- ACTIVITY
The word "SharedFileWriter" marks the lines to copy; find all of them in the entries below.

*** Opening RECORDS SHOWN ***

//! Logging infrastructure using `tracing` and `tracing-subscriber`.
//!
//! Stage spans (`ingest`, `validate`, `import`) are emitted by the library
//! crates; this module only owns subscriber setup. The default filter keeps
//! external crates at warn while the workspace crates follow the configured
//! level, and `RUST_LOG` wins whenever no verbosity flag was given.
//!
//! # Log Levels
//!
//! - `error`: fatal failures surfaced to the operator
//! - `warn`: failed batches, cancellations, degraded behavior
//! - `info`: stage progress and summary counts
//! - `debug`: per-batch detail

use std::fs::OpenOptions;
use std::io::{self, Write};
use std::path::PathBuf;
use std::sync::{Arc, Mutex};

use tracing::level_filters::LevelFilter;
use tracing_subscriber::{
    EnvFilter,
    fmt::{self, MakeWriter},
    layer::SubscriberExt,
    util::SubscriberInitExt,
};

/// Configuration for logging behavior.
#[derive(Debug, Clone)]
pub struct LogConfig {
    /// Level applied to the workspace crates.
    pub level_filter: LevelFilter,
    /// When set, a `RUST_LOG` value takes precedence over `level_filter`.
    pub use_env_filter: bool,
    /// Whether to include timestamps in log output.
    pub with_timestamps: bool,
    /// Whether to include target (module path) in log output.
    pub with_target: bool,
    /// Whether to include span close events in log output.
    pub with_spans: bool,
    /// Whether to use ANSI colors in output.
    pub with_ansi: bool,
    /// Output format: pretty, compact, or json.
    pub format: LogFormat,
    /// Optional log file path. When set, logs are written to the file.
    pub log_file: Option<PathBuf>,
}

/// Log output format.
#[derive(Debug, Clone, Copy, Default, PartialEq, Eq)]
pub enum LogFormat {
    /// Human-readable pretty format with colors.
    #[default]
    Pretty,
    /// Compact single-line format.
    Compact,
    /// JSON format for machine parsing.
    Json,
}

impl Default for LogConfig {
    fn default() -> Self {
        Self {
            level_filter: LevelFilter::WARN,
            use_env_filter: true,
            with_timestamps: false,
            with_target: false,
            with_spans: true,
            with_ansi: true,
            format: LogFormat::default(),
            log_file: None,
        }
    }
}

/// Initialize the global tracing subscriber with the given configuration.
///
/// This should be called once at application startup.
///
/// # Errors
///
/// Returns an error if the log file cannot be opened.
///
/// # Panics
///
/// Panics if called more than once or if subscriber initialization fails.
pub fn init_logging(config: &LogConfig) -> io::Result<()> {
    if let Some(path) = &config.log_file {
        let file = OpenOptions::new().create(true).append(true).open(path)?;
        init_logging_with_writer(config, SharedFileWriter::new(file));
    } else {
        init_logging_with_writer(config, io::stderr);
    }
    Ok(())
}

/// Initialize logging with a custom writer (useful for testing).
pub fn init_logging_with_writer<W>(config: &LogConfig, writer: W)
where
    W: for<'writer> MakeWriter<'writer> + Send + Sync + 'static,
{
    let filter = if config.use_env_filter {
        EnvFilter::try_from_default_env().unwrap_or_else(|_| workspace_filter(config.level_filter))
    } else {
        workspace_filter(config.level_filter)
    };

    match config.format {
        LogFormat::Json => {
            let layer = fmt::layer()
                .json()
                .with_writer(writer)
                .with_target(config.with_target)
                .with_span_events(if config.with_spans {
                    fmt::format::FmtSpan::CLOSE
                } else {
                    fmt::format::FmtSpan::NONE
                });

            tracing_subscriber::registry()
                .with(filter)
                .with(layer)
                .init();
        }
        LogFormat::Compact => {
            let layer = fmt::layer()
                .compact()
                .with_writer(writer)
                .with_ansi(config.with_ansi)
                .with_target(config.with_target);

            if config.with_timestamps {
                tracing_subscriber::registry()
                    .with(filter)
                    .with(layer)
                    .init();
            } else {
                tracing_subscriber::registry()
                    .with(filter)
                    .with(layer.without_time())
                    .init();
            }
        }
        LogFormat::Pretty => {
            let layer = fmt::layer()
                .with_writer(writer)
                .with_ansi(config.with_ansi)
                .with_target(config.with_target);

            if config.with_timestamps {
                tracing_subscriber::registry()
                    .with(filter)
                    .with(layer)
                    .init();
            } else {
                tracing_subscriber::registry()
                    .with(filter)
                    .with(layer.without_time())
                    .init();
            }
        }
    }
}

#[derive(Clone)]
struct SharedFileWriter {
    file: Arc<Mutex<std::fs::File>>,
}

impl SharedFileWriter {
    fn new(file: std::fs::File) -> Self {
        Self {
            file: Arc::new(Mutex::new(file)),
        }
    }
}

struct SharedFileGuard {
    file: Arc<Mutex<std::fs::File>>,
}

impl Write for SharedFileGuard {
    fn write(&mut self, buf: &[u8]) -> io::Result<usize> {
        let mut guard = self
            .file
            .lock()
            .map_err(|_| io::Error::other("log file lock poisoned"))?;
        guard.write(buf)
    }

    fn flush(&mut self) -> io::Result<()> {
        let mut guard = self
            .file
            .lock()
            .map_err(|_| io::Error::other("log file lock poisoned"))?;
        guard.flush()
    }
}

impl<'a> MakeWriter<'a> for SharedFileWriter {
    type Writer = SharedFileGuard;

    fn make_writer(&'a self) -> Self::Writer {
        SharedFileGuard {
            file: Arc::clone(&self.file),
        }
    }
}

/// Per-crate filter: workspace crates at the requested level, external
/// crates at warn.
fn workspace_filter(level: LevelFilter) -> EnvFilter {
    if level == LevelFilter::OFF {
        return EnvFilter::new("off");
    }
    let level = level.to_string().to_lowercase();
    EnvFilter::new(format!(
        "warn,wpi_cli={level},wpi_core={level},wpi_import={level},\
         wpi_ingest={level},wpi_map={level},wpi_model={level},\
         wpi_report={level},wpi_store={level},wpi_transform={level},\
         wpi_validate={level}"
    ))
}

*** Closing RECORDS SHOWN ***
*** Opening RECORDS SHOWN ***

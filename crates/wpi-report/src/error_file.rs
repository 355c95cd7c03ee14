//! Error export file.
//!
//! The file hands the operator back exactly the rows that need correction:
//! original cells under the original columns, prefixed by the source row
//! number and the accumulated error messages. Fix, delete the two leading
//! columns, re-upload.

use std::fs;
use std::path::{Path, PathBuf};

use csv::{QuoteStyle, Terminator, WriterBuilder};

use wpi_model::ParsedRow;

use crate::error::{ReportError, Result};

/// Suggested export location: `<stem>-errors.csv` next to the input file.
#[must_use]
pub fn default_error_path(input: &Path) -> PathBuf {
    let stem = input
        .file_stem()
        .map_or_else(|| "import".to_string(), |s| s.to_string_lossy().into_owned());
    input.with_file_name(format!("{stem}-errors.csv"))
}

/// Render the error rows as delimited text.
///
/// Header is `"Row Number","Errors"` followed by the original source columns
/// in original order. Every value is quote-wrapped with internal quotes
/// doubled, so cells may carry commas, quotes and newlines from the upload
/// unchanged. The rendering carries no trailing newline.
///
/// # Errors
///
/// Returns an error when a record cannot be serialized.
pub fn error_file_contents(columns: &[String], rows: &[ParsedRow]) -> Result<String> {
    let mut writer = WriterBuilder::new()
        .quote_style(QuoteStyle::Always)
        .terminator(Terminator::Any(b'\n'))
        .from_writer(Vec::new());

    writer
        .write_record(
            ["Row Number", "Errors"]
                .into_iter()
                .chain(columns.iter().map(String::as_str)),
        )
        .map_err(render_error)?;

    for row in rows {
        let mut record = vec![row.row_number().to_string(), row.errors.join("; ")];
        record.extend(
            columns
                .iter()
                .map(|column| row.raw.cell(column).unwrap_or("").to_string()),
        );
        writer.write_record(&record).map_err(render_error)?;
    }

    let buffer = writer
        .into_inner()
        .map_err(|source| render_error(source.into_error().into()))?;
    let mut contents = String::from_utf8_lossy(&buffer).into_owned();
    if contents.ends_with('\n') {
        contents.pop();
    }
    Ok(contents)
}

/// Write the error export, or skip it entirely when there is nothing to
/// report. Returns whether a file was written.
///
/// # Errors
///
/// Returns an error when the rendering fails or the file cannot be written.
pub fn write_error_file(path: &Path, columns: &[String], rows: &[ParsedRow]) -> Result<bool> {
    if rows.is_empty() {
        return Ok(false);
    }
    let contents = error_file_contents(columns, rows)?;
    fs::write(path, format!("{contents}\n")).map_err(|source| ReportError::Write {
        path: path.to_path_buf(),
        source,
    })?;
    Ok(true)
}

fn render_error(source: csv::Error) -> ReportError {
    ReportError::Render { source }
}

*** Closing RECORDS SHOWN ***

- COMPLETED TASK
        init_logging_with_writer(config, SharedFileWriter::new(file));
struct SharedFileWriter {
impl SharedFileWriter {
impl<'a> MakeWriter<'a> for SharedFileWriter {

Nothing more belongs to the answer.